▶ [WORK INSTRUCTIONS]
Search the entries for the word "JoinHandle". Copy every line that holds it.

▶ [EXERCISE INPUT]
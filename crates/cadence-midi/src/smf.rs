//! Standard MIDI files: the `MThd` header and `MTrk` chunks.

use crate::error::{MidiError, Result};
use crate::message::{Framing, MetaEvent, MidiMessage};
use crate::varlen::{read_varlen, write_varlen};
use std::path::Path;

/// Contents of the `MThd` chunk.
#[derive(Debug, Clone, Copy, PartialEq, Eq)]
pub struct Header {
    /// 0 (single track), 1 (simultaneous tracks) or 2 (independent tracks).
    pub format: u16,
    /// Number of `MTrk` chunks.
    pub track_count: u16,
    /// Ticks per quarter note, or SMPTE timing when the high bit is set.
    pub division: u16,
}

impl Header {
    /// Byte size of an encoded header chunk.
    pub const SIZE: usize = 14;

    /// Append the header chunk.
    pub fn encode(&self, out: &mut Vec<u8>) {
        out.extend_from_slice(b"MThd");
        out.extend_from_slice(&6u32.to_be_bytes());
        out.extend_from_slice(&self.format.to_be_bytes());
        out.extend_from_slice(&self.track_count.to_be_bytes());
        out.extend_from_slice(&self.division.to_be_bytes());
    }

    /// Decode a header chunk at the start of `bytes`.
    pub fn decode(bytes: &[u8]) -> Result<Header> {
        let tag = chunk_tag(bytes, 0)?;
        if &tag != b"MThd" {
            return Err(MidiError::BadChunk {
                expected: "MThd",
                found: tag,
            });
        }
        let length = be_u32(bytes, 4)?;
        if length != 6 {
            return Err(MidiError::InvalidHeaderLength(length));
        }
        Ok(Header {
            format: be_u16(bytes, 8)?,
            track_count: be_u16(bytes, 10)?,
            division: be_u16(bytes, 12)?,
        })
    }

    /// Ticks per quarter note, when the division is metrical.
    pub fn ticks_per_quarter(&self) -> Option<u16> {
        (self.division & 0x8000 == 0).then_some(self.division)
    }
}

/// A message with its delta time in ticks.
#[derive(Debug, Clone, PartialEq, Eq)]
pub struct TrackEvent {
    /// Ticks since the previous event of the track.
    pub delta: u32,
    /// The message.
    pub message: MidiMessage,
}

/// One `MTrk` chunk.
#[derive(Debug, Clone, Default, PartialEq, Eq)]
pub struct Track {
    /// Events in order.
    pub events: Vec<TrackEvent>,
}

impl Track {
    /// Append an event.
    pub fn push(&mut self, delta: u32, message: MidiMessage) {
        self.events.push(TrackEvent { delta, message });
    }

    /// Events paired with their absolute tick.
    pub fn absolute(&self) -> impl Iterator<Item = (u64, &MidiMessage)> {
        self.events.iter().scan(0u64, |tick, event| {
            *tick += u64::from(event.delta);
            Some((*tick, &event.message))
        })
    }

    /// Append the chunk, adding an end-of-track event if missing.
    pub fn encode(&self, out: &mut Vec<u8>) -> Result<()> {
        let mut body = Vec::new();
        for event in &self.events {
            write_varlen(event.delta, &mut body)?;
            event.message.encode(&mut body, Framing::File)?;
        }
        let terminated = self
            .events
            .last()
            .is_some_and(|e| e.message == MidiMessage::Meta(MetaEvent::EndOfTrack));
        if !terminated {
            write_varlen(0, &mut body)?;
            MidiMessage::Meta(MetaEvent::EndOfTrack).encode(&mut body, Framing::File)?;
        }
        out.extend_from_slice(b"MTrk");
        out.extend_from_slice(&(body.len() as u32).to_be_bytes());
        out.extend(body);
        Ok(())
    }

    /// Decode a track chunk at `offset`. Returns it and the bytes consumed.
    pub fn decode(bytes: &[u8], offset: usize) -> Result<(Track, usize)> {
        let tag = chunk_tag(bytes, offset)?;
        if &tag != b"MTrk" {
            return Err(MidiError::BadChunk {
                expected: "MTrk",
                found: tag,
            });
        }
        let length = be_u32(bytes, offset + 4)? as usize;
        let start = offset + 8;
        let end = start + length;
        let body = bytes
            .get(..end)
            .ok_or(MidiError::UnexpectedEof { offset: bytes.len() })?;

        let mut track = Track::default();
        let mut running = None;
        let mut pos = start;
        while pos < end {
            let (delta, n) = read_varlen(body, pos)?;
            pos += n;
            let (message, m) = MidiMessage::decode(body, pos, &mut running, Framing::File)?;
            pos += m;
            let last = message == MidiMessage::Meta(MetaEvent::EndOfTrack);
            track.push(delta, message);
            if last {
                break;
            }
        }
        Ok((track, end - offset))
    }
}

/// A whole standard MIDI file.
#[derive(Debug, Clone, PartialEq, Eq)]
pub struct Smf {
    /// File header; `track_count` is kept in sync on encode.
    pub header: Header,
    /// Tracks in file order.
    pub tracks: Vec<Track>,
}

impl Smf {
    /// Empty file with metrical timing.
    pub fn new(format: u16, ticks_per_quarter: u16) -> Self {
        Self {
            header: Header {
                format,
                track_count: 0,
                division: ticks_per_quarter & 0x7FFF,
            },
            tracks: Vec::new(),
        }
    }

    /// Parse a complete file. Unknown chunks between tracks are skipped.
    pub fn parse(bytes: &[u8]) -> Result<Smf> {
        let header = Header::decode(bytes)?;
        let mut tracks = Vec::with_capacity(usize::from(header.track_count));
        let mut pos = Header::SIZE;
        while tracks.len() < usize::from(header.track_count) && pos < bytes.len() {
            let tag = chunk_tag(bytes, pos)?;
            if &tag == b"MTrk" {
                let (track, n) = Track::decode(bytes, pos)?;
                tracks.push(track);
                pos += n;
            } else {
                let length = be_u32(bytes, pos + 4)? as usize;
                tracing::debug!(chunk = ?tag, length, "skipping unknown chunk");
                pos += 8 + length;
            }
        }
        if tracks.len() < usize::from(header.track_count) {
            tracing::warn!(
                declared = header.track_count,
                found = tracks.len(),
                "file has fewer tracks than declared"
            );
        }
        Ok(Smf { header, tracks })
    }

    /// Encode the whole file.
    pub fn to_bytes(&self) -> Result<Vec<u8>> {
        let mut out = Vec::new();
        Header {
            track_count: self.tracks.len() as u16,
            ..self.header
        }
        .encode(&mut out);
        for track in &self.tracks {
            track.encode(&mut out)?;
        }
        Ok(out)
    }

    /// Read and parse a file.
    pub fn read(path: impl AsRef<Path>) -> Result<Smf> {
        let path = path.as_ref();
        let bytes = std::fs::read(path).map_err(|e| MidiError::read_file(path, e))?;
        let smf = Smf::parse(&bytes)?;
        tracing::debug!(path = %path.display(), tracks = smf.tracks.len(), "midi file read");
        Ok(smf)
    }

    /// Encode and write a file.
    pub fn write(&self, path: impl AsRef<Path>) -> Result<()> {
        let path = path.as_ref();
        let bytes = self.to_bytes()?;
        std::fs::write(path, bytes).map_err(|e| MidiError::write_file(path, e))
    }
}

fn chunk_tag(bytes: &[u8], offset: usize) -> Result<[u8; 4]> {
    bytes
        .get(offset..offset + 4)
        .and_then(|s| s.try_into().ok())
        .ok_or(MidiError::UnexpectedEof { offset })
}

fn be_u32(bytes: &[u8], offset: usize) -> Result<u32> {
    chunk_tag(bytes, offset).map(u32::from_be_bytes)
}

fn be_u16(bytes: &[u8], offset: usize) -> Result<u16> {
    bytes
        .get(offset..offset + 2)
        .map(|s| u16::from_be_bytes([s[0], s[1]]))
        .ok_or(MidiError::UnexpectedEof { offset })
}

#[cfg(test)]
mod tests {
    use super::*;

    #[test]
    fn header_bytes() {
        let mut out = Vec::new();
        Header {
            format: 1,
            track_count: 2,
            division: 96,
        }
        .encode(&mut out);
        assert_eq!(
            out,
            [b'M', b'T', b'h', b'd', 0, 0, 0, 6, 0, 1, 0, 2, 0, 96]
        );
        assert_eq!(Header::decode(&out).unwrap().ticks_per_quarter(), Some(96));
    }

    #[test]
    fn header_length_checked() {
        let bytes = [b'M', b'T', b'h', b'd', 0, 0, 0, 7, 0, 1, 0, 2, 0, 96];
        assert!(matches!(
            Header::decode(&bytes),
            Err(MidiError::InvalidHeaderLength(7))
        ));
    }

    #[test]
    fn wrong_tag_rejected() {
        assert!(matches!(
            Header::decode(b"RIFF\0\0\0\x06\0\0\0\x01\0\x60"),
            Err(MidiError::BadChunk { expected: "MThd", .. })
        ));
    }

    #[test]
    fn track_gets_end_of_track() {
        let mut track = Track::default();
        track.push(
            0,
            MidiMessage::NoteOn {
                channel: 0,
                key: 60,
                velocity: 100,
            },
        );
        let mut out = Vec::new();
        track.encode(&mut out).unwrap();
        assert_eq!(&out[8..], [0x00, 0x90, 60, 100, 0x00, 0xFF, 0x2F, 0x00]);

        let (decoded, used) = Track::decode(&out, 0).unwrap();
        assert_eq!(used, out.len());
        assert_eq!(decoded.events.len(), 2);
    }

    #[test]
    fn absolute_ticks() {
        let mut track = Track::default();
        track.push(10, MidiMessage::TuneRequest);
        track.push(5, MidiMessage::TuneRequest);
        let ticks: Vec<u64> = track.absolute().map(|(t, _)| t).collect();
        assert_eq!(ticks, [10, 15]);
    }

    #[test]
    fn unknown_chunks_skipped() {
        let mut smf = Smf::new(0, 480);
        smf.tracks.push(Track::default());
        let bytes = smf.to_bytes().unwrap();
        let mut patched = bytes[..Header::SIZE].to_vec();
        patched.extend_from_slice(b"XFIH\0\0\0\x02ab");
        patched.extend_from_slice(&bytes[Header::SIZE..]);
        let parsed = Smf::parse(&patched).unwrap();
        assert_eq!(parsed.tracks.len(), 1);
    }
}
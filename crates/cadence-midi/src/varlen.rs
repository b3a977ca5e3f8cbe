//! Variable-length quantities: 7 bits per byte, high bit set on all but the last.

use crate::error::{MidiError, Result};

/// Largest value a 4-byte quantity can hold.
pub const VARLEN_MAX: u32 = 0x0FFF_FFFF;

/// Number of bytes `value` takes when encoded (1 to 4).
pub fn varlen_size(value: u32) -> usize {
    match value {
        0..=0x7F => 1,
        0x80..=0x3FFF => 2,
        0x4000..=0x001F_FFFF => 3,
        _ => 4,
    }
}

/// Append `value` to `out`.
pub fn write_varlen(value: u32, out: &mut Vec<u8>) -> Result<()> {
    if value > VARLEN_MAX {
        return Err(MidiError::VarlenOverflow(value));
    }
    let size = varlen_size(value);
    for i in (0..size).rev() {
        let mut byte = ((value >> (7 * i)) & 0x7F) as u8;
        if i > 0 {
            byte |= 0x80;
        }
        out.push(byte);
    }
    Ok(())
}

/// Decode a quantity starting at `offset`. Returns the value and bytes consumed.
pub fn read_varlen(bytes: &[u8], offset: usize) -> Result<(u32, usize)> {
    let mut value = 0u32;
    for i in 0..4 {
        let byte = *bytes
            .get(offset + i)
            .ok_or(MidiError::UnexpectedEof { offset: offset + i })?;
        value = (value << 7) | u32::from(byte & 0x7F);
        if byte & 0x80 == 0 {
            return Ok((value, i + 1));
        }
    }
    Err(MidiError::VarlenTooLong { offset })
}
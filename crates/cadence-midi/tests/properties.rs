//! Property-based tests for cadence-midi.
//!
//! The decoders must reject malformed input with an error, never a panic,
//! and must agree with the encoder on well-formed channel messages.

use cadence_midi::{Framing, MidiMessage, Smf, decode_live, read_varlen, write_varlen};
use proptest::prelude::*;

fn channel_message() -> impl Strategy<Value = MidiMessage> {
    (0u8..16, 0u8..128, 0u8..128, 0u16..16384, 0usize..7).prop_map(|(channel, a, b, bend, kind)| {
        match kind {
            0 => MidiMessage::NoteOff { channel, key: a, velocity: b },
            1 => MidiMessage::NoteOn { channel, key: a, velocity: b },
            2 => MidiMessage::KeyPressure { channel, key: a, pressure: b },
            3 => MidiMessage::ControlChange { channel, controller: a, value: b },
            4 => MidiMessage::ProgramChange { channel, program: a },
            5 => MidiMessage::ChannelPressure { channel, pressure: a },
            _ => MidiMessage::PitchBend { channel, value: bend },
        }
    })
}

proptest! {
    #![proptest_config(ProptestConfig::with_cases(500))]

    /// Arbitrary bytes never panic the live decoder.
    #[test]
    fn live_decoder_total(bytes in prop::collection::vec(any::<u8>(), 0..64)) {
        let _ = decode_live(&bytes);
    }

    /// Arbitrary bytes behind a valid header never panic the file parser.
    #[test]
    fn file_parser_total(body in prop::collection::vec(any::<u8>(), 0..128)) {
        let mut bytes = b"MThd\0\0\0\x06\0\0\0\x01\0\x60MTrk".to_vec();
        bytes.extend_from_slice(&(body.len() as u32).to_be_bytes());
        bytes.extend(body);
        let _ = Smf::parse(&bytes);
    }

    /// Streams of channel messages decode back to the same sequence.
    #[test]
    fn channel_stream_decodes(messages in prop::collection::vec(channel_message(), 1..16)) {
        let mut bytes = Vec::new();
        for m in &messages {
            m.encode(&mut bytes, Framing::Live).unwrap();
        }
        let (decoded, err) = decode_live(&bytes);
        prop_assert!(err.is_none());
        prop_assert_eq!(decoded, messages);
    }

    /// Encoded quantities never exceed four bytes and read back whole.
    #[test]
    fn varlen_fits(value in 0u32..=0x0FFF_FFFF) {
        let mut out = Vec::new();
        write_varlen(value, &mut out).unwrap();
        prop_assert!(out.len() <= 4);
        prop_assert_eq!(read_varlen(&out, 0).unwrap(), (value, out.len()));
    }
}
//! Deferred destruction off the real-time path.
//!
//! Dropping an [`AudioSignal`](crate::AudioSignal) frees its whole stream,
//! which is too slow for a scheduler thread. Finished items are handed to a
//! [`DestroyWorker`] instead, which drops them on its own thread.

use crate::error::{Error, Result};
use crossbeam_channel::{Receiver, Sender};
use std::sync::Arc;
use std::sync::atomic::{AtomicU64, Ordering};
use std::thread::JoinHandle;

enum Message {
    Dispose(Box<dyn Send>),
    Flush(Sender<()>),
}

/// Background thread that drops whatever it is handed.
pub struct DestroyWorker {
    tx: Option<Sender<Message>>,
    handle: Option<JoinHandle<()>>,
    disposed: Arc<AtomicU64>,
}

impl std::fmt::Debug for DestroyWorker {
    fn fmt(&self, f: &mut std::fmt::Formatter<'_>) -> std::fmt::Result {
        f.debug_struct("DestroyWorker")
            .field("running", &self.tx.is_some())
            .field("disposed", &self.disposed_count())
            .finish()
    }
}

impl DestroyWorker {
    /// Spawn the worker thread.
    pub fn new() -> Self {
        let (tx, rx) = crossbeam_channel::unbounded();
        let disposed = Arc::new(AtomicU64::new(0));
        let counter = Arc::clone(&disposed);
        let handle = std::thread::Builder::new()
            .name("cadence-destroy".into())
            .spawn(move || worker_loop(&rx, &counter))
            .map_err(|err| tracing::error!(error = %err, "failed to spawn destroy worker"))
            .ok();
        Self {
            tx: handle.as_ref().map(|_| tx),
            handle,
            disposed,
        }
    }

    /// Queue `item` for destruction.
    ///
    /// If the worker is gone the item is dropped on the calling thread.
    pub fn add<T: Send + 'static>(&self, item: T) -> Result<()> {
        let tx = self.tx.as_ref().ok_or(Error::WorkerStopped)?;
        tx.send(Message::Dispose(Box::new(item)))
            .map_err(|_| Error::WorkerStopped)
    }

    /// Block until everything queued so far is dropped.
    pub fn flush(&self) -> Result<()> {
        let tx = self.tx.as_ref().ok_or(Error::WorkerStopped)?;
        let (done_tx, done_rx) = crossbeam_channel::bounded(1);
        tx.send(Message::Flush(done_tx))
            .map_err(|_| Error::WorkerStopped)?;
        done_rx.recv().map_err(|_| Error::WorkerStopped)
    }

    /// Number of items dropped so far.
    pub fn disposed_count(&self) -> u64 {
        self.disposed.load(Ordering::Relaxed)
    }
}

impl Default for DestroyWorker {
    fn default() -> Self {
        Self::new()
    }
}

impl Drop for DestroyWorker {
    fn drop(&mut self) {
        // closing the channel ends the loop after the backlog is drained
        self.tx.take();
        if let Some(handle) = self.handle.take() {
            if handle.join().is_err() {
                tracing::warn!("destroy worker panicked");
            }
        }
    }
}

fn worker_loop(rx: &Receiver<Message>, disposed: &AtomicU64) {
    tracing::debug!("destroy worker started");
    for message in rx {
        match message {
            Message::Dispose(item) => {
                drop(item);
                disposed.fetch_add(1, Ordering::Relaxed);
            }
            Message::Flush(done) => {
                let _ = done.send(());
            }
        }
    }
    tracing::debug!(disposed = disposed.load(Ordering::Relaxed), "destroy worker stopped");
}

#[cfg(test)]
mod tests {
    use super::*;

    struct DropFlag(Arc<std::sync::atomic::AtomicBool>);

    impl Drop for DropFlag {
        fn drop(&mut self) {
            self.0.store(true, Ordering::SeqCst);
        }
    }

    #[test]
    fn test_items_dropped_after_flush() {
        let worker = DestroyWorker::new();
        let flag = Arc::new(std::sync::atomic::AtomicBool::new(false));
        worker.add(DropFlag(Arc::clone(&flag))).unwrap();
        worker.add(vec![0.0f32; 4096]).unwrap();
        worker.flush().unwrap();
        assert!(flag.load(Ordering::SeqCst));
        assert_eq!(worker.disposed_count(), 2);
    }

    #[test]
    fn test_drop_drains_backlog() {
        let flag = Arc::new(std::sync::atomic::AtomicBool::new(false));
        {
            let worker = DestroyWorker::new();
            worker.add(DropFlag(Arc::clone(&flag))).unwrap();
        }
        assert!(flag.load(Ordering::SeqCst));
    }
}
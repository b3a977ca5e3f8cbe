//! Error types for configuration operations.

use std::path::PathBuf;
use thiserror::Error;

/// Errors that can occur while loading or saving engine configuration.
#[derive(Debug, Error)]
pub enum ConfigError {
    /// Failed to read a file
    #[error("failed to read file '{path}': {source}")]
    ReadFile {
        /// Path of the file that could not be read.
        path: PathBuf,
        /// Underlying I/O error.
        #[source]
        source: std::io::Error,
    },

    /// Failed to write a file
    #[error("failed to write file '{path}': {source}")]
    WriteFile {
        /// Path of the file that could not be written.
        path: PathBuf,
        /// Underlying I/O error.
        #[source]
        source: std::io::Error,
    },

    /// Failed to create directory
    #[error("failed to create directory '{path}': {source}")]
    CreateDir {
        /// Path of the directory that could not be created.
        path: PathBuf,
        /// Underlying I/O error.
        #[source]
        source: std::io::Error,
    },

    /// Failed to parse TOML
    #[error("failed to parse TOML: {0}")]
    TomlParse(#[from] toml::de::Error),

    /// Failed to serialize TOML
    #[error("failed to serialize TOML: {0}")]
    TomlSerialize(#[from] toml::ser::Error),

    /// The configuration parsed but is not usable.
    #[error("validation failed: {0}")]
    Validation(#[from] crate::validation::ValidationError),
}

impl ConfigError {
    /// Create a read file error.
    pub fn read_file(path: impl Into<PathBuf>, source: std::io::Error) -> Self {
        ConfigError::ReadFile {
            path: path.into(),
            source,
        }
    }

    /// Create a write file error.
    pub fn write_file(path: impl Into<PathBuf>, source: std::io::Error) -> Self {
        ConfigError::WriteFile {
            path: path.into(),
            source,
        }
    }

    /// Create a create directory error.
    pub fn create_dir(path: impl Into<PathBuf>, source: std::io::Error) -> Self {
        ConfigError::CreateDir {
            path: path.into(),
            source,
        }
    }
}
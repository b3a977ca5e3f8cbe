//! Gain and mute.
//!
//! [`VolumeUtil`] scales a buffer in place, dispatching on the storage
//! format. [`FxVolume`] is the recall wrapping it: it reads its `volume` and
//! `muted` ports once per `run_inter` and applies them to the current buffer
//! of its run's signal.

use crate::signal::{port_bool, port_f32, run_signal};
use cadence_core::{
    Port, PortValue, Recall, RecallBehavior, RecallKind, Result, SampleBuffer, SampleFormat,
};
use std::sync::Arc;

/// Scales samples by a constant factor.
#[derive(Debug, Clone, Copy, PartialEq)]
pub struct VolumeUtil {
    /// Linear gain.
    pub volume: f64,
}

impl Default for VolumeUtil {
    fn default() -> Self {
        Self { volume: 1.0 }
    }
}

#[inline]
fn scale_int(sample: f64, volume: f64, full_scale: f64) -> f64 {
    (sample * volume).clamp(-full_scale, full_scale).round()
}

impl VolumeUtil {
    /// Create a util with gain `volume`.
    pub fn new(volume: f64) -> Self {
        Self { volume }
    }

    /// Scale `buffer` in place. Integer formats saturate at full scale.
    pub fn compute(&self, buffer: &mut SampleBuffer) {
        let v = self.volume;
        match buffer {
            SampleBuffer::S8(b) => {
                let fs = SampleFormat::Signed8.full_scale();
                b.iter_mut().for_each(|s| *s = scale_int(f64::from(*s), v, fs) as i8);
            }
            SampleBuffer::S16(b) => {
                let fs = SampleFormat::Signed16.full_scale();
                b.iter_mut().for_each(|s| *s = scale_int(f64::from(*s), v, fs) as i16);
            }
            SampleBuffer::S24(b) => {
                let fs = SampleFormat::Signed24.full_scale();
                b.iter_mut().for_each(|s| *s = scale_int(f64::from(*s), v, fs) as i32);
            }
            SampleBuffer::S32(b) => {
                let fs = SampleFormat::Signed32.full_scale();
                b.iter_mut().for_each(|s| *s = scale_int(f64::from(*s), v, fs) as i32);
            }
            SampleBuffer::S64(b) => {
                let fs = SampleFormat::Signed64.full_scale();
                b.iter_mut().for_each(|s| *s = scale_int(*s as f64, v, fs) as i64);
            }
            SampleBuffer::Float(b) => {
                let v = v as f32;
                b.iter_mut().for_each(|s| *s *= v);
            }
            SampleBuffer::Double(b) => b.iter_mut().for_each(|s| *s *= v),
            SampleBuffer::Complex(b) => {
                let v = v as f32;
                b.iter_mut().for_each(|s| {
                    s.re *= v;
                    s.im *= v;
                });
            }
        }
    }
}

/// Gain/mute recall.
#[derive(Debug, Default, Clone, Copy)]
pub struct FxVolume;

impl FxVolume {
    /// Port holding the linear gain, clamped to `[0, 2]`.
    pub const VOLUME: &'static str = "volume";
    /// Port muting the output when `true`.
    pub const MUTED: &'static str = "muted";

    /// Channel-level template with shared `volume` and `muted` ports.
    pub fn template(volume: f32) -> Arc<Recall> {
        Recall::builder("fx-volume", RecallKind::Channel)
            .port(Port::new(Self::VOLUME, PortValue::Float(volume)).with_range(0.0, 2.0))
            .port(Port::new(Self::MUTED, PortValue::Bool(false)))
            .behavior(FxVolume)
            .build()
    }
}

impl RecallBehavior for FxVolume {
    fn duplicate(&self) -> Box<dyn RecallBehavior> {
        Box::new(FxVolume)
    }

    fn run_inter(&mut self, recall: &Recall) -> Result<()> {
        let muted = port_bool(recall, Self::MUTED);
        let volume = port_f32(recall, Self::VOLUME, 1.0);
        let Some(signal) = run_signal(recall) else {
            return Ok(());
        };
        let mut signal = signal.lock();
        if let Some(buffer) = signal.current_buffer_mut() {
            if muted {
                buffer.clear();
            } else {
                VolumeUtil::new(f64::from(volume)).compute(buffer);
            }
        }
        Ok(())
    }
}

▶ [ANSWER FOR THE TASK]
use std::thread::JoinHandle;
    handle: Option<JoinHandle<()>>,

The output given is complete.